Put the 2 halves on the main chassis on the right position and weld them together with additional small bars. Put the collector axle (or a spare piece of it) in the bearings, adjust them if necessary and mount he bearings. Check the axle to be parallel to the main chassis.

Mount the needed cogwheels. Mount and tension the diff chain. Add the fixing angles for mounting the module to the main chassis.

Mount the chain tensioner for the bike chain somewhere near the collector axle, like on the bearing screw like in the picture.

Take a first ride (without brakes!).

Step 12: Standalone Bike Module

Picture of Standalone Bike Module

Make another Y plus clutter. This time a bike without gears is used, so no space for the chain tensioner is needed. the clutter at the rear that holds the bearings is mounted on the Y this time. The Bike gets 3 bars again, one under the saddle, and 2 near the handlebars. The last 2 are flat, thus allowing the following trick: If they are fixed to the Y frame, the bike can still be moved back and forth to tension the chain. The 2 last bars are not mounted immediately but the saddle bar and a helper bar is welded first, in the symmetry plane of the bike, painted blue in one of the pictures above. After that, standing upright, the 2 front bars are done and the helper bar is removed.

Use a ruler like the green angle bar in the same picture to indicate the (future) Y top edge base line. The wheel sockets should be 16cm above this line, and the 3 bars should end there, again if40x40mm structural tube is used.

Put all on the main chassis, insert the full collector axle, adjust the bearing sockets if needed, mount the axle. Choose a gear, mount the chain, mount the bike. If the chain is to broad for the cogset-freewheel, like it might be on a single gear bike, the big cogwheels have to be removed, sad but simple, last picture.

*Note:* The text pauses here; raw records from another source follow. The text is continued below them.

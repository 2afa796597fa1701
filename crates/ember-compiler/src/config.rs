//! Compiler configuration (ember.toml)

use crate::optimize::OptLevel;
use serde::{Deserialize, Serialize};
use std::path::Path;
use thiserror::Error;

/// Errors that can occur while loading a configuration file
#[derive(Debug, Error)]
pub enum ConfigError {
    /// Failed to read config file
    #[error("Failed to read config file: {0}")]
    IoError(#[from] std::io::Error),

    /// Failed to parse TOML
    #[error("Failed to parse config: {0}")]
    ParseError(#[from] toml::de::Error),

    /// Validation error
    #[error("Invalid config: {0}")]
    ValidationError(String),
}

/// Top-level compiler configuration
#[derive(Debug, Clone, Default, Serialize, Deserialize, PartialEq)]
#[serde(default)]
pub struct CompilerConfig {
    /// Dataflow optimization settings
    pub optimize: OptimizeConfig,

    /// Class elimination settings
    pub lower: LowerConfig,
}

/// `[optimize]` section
#[derive(Debug, Clone, Serialize, Deserialize, PartialEq)]
#[serde(default)]
pub struct OptimizeConfig {
    /// Optimization level (none, basic, full)
    pub level: OptLevel,

    /// Upper bound on fixpoint rounds per function at `full`
    pub max_rounds: usize,
}

impl Default for OptimizeConfig {
    fn default() -> Self {
        Self {
            level: OptLevel::default(),
            max_rounds: default_max_rounds(),
        }
    }
}

fn default_max_rounds() -> usize {
    16
}

/// `[lower]` section
#[derive(Debug, Clone, Serialize, Deserialize, PartialEq)]
#[serde(default)]
pub struct LowerConfig {
    /// An instanceof test with more ranges than this caches the receiver's
    /// slot value in a temporary
    pub instanceof_cache_threshold: usize,

    /// Name of the global array mapping handles to typeids
    pub typeid_slot_name: String,
}

impl Default for LowerConfig {
    fn default() -> Self {
        Self {
            instanceof_cache_threshold: default_instanceof_cache_threshold(),
            typeid_slot_name: default_typeid_slot_name(),
        }
    }
}

fn default_instanceof_cache_threshold() -> usize {
    1
}

fn default_typeid_slot_name() -> String {
    "typeId".to_string()
}

impl CompilerConfig {
    /// Parse a configuration from TOML text
    pub fn from_toml_str(text: &str) -> Result<Self, ConfigError> {
        let config: CompilerConfig = toml::from_str(text)?;
        config.validate()?;
        Ok(config)
    }

    /// Load a configuration file
    pub fn load(path: &Path) -> Result<Self, ConfigError> {
        let text = std::fs::read_to_string(path)?;
        Self::from_toml_str(&text)
    }

    fn validate(&self) -> Result<(), ConfigError> {
        if self.optimize.max_rounds == 0 {
            return Err(ConfigError::ValidationError(
                "optimize.max_rounds must be at least 1".to_string(),
            ));
        }
        let name = &self.lower.typeid_slot_name;
        if name.is_empty() || !name.chars().all(|c| c.is_ascii_alphanumeric() || c == '_') {
            return Err(ConfigError::ValidationError(format!(
                "lower.typeid_slot_name `{}` is not a valid identifier",
                name
            )));
        }
        Ok(())
    }
}

#[cfg(test)]
mod tests {
    use super::*;

    #[test]
    fn test_empty_config_uses_defaults() {
        let config = CompilerConfig::from_toml_str("").unwrap();
        assert_eq!(config, CompilerConfig::default());
        assert_eq!(config.lower.typeid_slot_name, "typeId");
        assert_eq!(config.optimize.max_rounds, 16);
    }

    #[test]
    fn test_partial_sections() {
        let config = CompilerConfig::from_toml_str(
            r#"
            [optimize]
            level = "full"

            [lower]
            instanceof_cache_threshold = 4
            "#,
        )
        .unwrap();
        assert_eq!(config.optimize.level, OptLevel::Full);
        assert_eq!(config.optimize.max_rounds, 16);
        assert_eq!(config.lower.instanceof_cache_threshold, 4);
        assert_eq!(config.lower.typeid_slot_name, "typeId");
    }

    #[test]
    fn test_invalid_values_rejected() {
        assert!(matches!(
            CompilerConfig::from_toml_str("[optimize]\nmax_rounds = 0"),
            Err(ConfigError::ValidationError(_))
        ));
        assert!(matches!(
            CompilerConfig::from_toml_str("[lower]\ntypeid_slot_name = \"a b\""),
            Err(ConfigError::ValidationError(_))
        ));
        assert!(matches!(
            CompilerConfig::from_toml_str("[optimize]\nlevel = \"max\""),
            Err(ConfigError::ParseError(_))
        ));
    }

    #[test]
    fn test_load_from_file() {
        let dir = tempfile::tempdir().unwrap();
        let path = dir.path().join("ember.toml");
        std::fs::write(&path, "[optimize]\nlevel = \"none\"\n").unwrap();
        let config = CompilerConfig::load(&path).unwrap();
        assert_eq!(config.optimize.level, OptLevel::None);
        assert!(matches!(
            CompilerConfig::load(&dir.path().join("missing.toml")),
            Err(ConfigError::IoError(_))
        ));
    }
}
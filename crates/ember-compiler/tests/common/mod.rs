//! Seeded generator of random flat programs for property tests
#![allow(dead_code)]

use ember_compiler::ir::{
    BinaryOp, BodyBuilder, ExprId, FunctionId, Program, ProgramBuilder, StmtId, Type, VarId,
};
use ember_compiler::{Interpreter, RuntimeError, Value};
use rand::rngs::StdRng;
use rand::{Rng, SeedableRng};

/// Number of array elements the generator ever touches
pub const ARRAY_SPAN: i64 = 4;

struct Gen<'p> {
    rng: StdRng,
    f: BodyBuilder<'p>,
    locals: Vec<VarId>,
    global: VarId,
    array: VarId,
    print: FunctionId,
    counters: usize,
}

impl Gen<'_> {
    fn local(&mut self) -> VarId {
        self.locals[self.rng.gen_range(0..self.locals.len())]
    }

    fn expr(&mut self, depth: u32) -> ExprId {
        let choice = if depth == 0 {
            self.rng.gen_range(0..4)
        } else {
            self.rng.gen_range(0..8)
        };
        match choice {
            0 => {
                let v = self.rng.gen_range(-3..10);
                self.f.int(v)
            }
            1 | 2 => {
                let v = self.local();
                self.f.read(v)
            }
            3 => {
                if self.rng.gen_bool(0.5) {
                    self.f.read(self.global)
                } else if depth > 0 && self.rng.gen_bool(0.3) {
                    // May go negative and fail at runtime
                    let base = self.expr(depth - 1);
                    let offset = self.f.int(self.rng.gen_range(0..3));
                    let index = self.f.binary(BinaryOp::Sub, base, offset);
                    self.f.array_read(self.array, index)
                } else {
                    let index = self.f.int(self.rng.gen_range(0..ARRAY_SPAN));
                    self.f.array_read(self.array, index)
                }
            }
            4 | 5 => {
                let op = [BinaryOp::Add, BinaryOp::Sub, BinaryOp::Mul][self.rng.gen_range(0..3)];
                let lhs = self.expr(depth - 1);
                let rhs = self.expr(depth - 1);
                self.f.binary(op, lhs, rhs)
            }
            6 => {
                let op = if self.rng.gen_bool(0.5) {
                    BinaryOp::Div
                } else {
                    BinaryOp::Mod
                };
                let lhs = self.expr(depth - 1);
                let rhs = self.f.int(self.rng.gen_range(1..5));
                self.f.binary(op, lhs, rhs)
            }
            _ => {
                let v = self.local();
                let init = self.expr(depth - 1);
                let bound = self.f.read(v);
                let rest = self.expr(depth - 1);
                let body = self.f.binary(BinaryOp::Add, bound, rest);
                self.f.let_in(v, init, body)
            }
        }
    }

    fn cond(&mut self, depth: u32) -> ExprId {
        if depth > 0 && self.rng.gen_bool(0.3) {
            let op = if self.rng.gen_bool(0.5) {
                BinaryOp::And
            } else {
                BinaryOp::Or
            };
            let lhs = self.cond(depth - 1);
            let rhs = self.cond(depth - 1);
            return self.f.binary(op, lhs, rhs);
        }
        let op = [
            BinaryOp::Eq,
            BinaryOp::Ne,
            BinaryOp::Lt,
            BinaryOp::Le,
            BinaryOp::Gt,
            BinaryOp::Ge,
        ][self.rng.gen_range(0..6)];
        let lhs = self.expr(depth.min(2));
        let rhs = self.expr(depth.min(1));
        self.f.binary(op, lhs, rhs)
    }

    fn block(&mut self, depth: u32, in_loop: bool) -> Vec<StmtId> {
        let n = self.rng.gen_range(1..5);
        let mut stmts = Vec::new();
        for _ in 0..n {
            stmts.extend(self.stmt(depth, in_loop));
        }
        stmts
    }

    fn stmt(&mut self, depth: u32, in_loop: bool) -> Vec<StmtId> {
        let upper = if depth == 0 { 5 } else { 9 };
        match self.rng.gen_range(0..upper) {
            0 | 1 => {
                let target = self.local();
                let value = self.expr(2);
                vec![self.f.assign(target, value)]
            }
            2 => {
                let value = self.expr(2);
                vec![self.f.assign(self.global, value)]
            }
            3 => {
                let index = self.f.int(self.rng.gen_range(0..ARRAY_SPAN));
                let value = self.expr(2);
                vec![self.f.array_assign(self.array, index, value)]
            }
            4 => {
                let arg = self.expr(2);
                let call = self.f.call(self.print, vec![arg]);
                vec![self.f.expr_stmt(call)]
            }
            5 | 6 => {
                let cond = self.cond(2);
                let then_block = self.block(depth - 1, in_loop);
                let else_block = if self.rng.gen_bool(0.5) {
                    self.block(depth - 1, in_loop)
                } else {
                    Vec::new()
                };
                vec![self.f.if_else(cond, then_block, else_block)]
            }
            7 => self.bounded_loop(depth),
            _ => {
                if in_loop {
                    let cond = self.cond(1);
                    vec![self.f.exit_when(cond)]
                } else {
                    let cond = self.cond(1);
                    let value = self.expr(1);
                    let ret = self.f.ret(Some(value));
                    vec![self.f.if_else(cond, vec![ret], Vec::new())]
                }
            }
        }
    }

    /// `c = 0; loop { exitwhen c >= k; ...; c = c + 1 }` with a counter
    /// nothing else writes
    fn bounded_loop(&mut self, depth: u32) -> Vec<StmtId> {
        let counter = self.f.local(&format!("c{}", self.counters), Type::Int);
        self.counters += 1;
        let zero = self.f.int(0);
        let init = self.f.assign(counter, zero);

        let read = self.f.read(counter);
        let bound = self.f.int(self.rng.gen_range(1..4));
        let done = self.f.binary(BinaryOp::Ge, read, bound);
        let exit = self.f.exit_when(done);
        let mut body = vec![exit];
        body.extend(self.block(depth - 1, true));
        let read = self.f.read(counter);
        let one = self.f.int(1);
        let next = self.f.binary(BinaryOp::Add, read, one);
        body.push(self.f.assign(counter, next));
        vec![init, self.f.loop_(body)]
    }
}

/// Random flat program with `main() -> int`, a global `g`, a global array
/// `arr` and calls to the native `print`. Every loop is bounded.
pub fn random_program(seed: u64) -> Program {
    let mut rng = StdRng::seed_from_u64(seed);
    let mut pb = ProgramBuilder::new();
    let global = pb.global("g", Type::Int);
    let array = pb.global("arr", Type::array_of(Type::Int));
    let print = pb.native("print", vec![Type::Int], Type::Void);

    let mut f = pb.function("main", Type::Int);
    let count = rng.gen_range(2..7);
    let locals: Vec<VarId> = (0..count).map(|i| f.local(&format!("v{}", i), Type::Int)).collect();
    let mut generator = Gen {
        rng,
        f,
        locals: locals.clone(),
        global,
        array,
        print,
        counters: 0,
    };
    let stmts = generator.block(3, false);
    let mut f = generator.f;
    for stmt in stmts {
        f.push(stmt);
    }
    for v in &locals {
        let read = f.read(*v);
        let call = f.call(print, vec![read]);
        let stmt = f.expr_stmt(call);
        f.push(stmt);
    }
    let read = f.read(locals[0]);
    let ret = f.ret(Some(read));
    f.push(ret);
    f.finish();
    pb.finish()
}

/// Everything a caller can observe about running `main`
#[derive(Debug, Clone, PartialEq)]
pub struct Observation {
    pub result: Result<Value, RuntimeError>,
    pub output: Vec<String>,
    pub global: Value,
    pub array: Vec<Value>,
}

pub fn observe(program: &Program) -> Observation {
    let mut interp = Interpreter::new(program).with_step_limit(1_000_000);
    let result = interp.call("main", Vec::new());
    let global = program
        .global_id("g")
        .map(|g| interp.global(g))
        .unwrap_or(Value::Void);
    let array = match program.global_id("arr") {
        Some(arr) => (0..ARRAY_SPAN).map(|i| interp.array_element(arr, i)).collect(),
        None => Vec::new(),
    };
    Observation {
        result,
        output: interp.output().to_vec(),
        global,
        array,
    }
}
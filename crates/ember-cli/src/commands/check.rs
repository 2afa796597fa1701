//! `ember check` - structural verification only

use anyhow::Result;
use std::path::Path;

#[derive(Debug, Clone, PartialEq, Eq)]
pub struct CheckReport {
    pub classes: usize,
    pub methods: usize,
    pub functions: usize,
    /// Already free of class constructs
    pub flat: bool,
}

pub fn execute(path: &Path) -> Result<CheckReport> {
    let program = super::load_program(path)?;
    program.verify()?;
    Ok(CheckReport {
        classes: program.classes.len(),
        methods: program.methods.len(),
        functions: program.functions.len(),
        flat: program.is_flat(),
    })
}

Step 13: Design Idea for Bike Modules

Picture of Design Idea for Bike Modules

As an alternative, the bearings for the collector axle can also be mounted from the other side, from opposite the bike. This clears the space for the chain tensioner by design. It allows the bearing contruction to be separated from the bike construction and is charming the modular idea.

Consequently, all bearing sockets, also the diffchain's bearing sockets, should be mounted from the outside.

Step 14: Brake

Picture of Brake

Find a plate like this luggage carrier, maybe add 4 nuts, and fix a part of a tire. Add 4 thick plates with a hole near the bottom to the main chassis. Put a screw through it. This is half of the hinge. The other half is another plate, not that thick, where the brake cross beam and diagonal beams are mounted to.

This brake here also has an upper end-stop, which it is pulled up to and which it can't go beyond (last picture, taken from below, at the first screw).

Add a bungee cord to hold the brake up.

Step 15: Steering

Picture of Steering

Steering is done with a bar from the first bike ("Sunny") to the left front wheel. Add a construction that provides a mounting point (a screw here) for the steering bar at this bike. In the handlebar's center position, it should be in the symmetric plain of the bike (in the middle). The same applies to the wheel's side mounting point for the steering axle (screw).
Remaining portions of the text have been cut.